May 29 2015
May 29th, 2015
“It would also give America an informed choice in the 2016 election between Obamacare and an affordable replacement.”
Originally published here in USA Today, May 27, 2015
Americans went to the polls in November 2012 unaware that President Obama's assurance, "If you like your health care plan, you can keep it," would be crowned "Lie of the Year" by PolitiFact. A year later, millions of Americans lost health care plans they liked and could afford while also losing access to doctors they knew and trusted.
It is difficult to hold a rational political argument based on predictions. Besides, former governor Mitt Romney, author of "Romneycare" in Massachusetts, was particularly ill-suited to make the case against Obamacare. As a result, repeal and replacement of Obamacare was not the central issue of 2012.
Now that Obamacare has been implemented and Americans can judge both the good and the bad in it, it should be a central issue in the 2016 elections. The upcoming decision in the King v.
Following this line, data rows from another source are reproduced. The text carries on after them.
//! Frame assembler for the binary data link.
//!
//! Packet layout (all multi-byte fields little-endian):
//!
//! ```text
//! [0x02][length][type][rows][timestamp:u16][payload: length - 4 bytes]
//! ```
//!
//! - `type`: high nibble = channel-type id, low nibble = wire columns per row
//! - `rows`: bit 7 = end-of-stream flag, bits 0-6 = row count
//! - `length` = `rows * wire_columns * 2 + 4`
//!
//! The assembler keeps one growable buffer per link. Anything that does not
//! look like a complete, consistent packet for a registered channel is
//! dropped one byte at a time until the stream lines up again.

use std::sync::Arc;

use log::{debug, warn};

use crate::channels::{ChannelDescriptor, ChannelRegistry};
use crate::codec::{decode_payload, infer_bit_width, wire_columns, SampleFrame};
use crate::errors::{DriverError, Result};

/// First byte of every packet.
pub const START_BYTE: u8 = 0x02;

/// Size of the type/rows/timestamp sub-header counted in `length`.
pub const HEADER_SIZE: usize = 4;

/// Start byte plus length byte.
const PREFIX_SIZE: usize = 2;

const MAX_ROWS: u8 = 0x7F;
const EOF_FLAG: u8 = 0x80;

// ============================================================================
// Data Types
// ============================================================================

/// A synchronised packet, resolved against the channel registry.
#[derive(Debug, Clone)]
pub struct RawPacket {
    /// Channel-type id from the high nibble of the type byte.
    pub nibble: u8,
    /// Words per row declared by the low nibble of the type byte.
    pub wire_columns: u8,
    pub rows: u8,
    /// End-of-stream flag (bit 7 of the rows byte).
    pub eof: bool,
    /// Device timestamp in ms, wraps every 65536 ms.
    pub timestamp: u16,
    /// Exactly `rows * wire_columns * 2` bytes.
    pub payload: Vec<u8>,
    /// Registry entry at the time the packet was emitted.
    pub descriptor: Arc<ChannelDescriptor>,
    /// Width this packet decodes with. Normally the configured width, or the
    /// width uniquely implied by `wire_columns` when the two disagree.
    pub bit_width: u8,
}

impl RawPacket {
    pub fn channel(&self) -> &str {
        &self.descriptor.name
    }

    /// Unpack the payload into per-channel rows.
    pub fn decode(&self) -> Vec<SampleFrame> {
        decode_payload(
            &self.payload,
            self.descriptor.channels(),
            self.bit_width,
            self.descriptor.signed,
        )
    }
}

/// Counters kept across the life of an assembler.
#[derive(Debug, Clone, Copy, Default, PartialEq, Eq)]
pub struct AssemblerStats {
    pub packets: u64,
    /// Bytes dropped while resynchronising.
    pub discarded_bytes: u64,
    /// Headers whose declared length did not match rows and columns.
    pub length_mismatches: u64,
    /// Consistent headers carrying an unregistered channel-type id.
    pub unknown_headers: u64,
    /// Packets whose column count disagreed with the configured width.
    pub width_mismatches: u64,
}

/// Build the wire bytes of one packet.
pub fn encode_packet(
    nibble: u8,
    wire_columns: u8,
    rows: u8,
    eof: bool,
    timestamp: u16,
    payload: &[u8],
) -> Result<Vec<u8>> {
    if nibble > 0x0F || wire_columns > 0x0F || rows > MAX_ROWS {
        return Err(DriverError::Protocol(format!(
            "header out of range: nibble={nibble} columns={wire_columns} rows={rows}"
        )));
    }
    let expected = usize::from(rows) * usize::from(wire_columns) * 2;
    if payload.len() != expected {
        return Err(DriverError::Protocol(format!(
            "payload is {} bytes, header declares {}",
            payload.len(),
            expected
        )));
    }
    let length = u8::try_from(expected + HEADER_SIZE)
        .map_err(|_| DriverError::Protocol(format!("packet too long: {} bytes", expected)))?;

    let mut out = Vec::with_capacity(PREFIX_SIZE + usize::from(length));
    out.push(START_BYTE);
    out.push(length);
    out.push((nibble << 4) | wire_columns);
    out.push(if eof { rows | EOF_FLAG } else { rows });
    out.extend_from_slice(&timestamp.to_le_bytes());
    out.extend_from_slice(payload);
    Ok(out)
}

// ============================================================================
// Assembler
// ============================================================================

pub struct FrameAssembler {
    registry: Arc<ChannelRegistry>,
    buffer: Vec<u8>,
    stats: AssemblerStats,
}

impl FrameAssembler {
    pub fn new(registry: Arc<ChannelRegistry>) -> Self {
        Self {
            registry,
            buffer: Vec::with_capacity(1024),
            stats: AssemblerStats::default(),
        }
    }

    /// Append bytes received from the link.
    pub fn extend(&mut self, data: &[u8]) {
        self.buffer.extend_from_slice(data);
    }

    /// Append bytes and collect every packet that became complete.
    pub fn push(&mut self, data: &[u8]) -> Vec<RawPacket> {
        self.extend(data);
        std::iter::from_fn(|| self.next_packet()).collect()
    }

    /// Extract the next complete packet, or `None` if more bytes are needed.
    pub fn next_packet(&mut self) -> Option<RawPacket> {
        loop {
            match self.buffer.iter().position(|&b| b == START_BYTE) {
                Some(0) => {}
                Some(skip) => {
                    self.discard(skip);
                    continue;
                }
                None => {
                    let all = self.buffer.len();
                    self.discard(all);
                    return None;
                }
            }

            if self.buffer.len() < PREFIX_SIZE + HEADER_SIZE {
                return None;
            }

            let length = usize::from(self.buffer[1]);
            let type_byte = self.buffer[2];
            let rows_byte = self.buffer[3];
            let timestamp = u16::from_le_bytes([self.buffer[4], self.buffer[5]]);

            let nibble = type_byte >> 4;
            let columns = type_byte & 0x0F;
            let rows = rows_byte & MAX_ROWS;
            let eof = rows_byte & EOF_FLAG != 0;

            let payload_len = usize::from(rows) * usize::from(columns) * 2;
            if length != payload_len + HEADER_SIZE {
                self.stats.length_mismatches += 1;
                self.discard(1);
                continue;
            }

            let total = PREFIX_SIZE + length;
            if self.buffer.len() < total {
                return None;
            }

            let Some(descriptor) = self.registry.resolve(nibble) else {
                self.stats.unknown_headers += 1;
                self.discard(1);
                continue;
            };

            let mut packet: Vec<u8> = self.buffer.drain(..total).collect();
            let payload = packet.split_off(PREFIX_SIZE + HEADER_SIZE);
            let bit_width = self.effective_bit_width(&descriptor, columns);
            self.stats.packets += 1;

            return Some(RawPacket {
                nibble,
                wire_columns: columns,
                rows,
                eof,
                timestamp,
                payload,
                descriptor,
                bit_width,
            });
        }
    }

    pub fn stats(&self) -> AssemblerStats {
        self.stats
    }

    /// Bytes waiting for the rest of a packet.
    pub fn buffered(&self) -> usize {
        self.buffer.len()
    }

    fn discard(&mut self, n: usize) {
        self.buffer.drain(..n);
        self.stats.discarded_bytes += n as u64;
    }

    /// Configured width, unless the header's column count uniquely implies
    /// another one. Never changes the configuration.
    fn effective_bit_width(&mut self, descriptor: &ChannelDescriptor, columns: u8) -> u8 {
        let configured = descriptor.bit_width;
        let channels = descriptor.channels();
        let expected = wire_columns(channels, configured);
        if expected == usize::from(columns) {
            return configured;
        }

        self.stats.width_mismatches += 1;
        match infer_bit_width(channels, usize::from(columns)) {
            Some(bits) => {
                debug!(
                    "{}: header declares {} columns, decoding this packet as {}-bit",
                    descriptor.name, columns, bits
                );
                bits
            }
            None => {
                warn!(
                    "{}: configured nbits={} => tot_cols={}, but header tot_cols={}",
                    descriptor.name, configured, expected, columns
                );
                configured
            }
        }
    }
}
Burwell case at the Supreme Court could force that political debate.
Because Obamacare was sloppily written and unlawfully implemented, millions of Americans using federal exchanges could lose their taxpayer-funded subsidies. A bill I have authored would protect patients — and give America an informed choice in the 2016 election between Obamacare and an affordable replacement.
The Preserving Freedom and Choice in Health Care Act would allow Americans to keep their current health care plans, including Obamacare, and their taxpayer subsidies through August 2017. It would restore to Americans some of the freedom Obamacare denies them.
My bill repeals the individual mandate, ending penalties on Americans exercising their right not to purchase insurance. It repeals the employer mandate, allowing employees to work full-time instead of being forced into part-time work.
Finally, it eliminates mandated coverages that have driven up the cost of health care and forced millions to lose health care plans they liked and could afford.
Unlike the Patient Protection and Affordable Care Act, this transitional piece of legislation would live up to its name, reverse many of the negative unintended consequences of Obamacare, and pave the way for full replacement in 2017.
Sen. Ron Johnson, R-Wis., is the author of a leading alternative to Obamacare.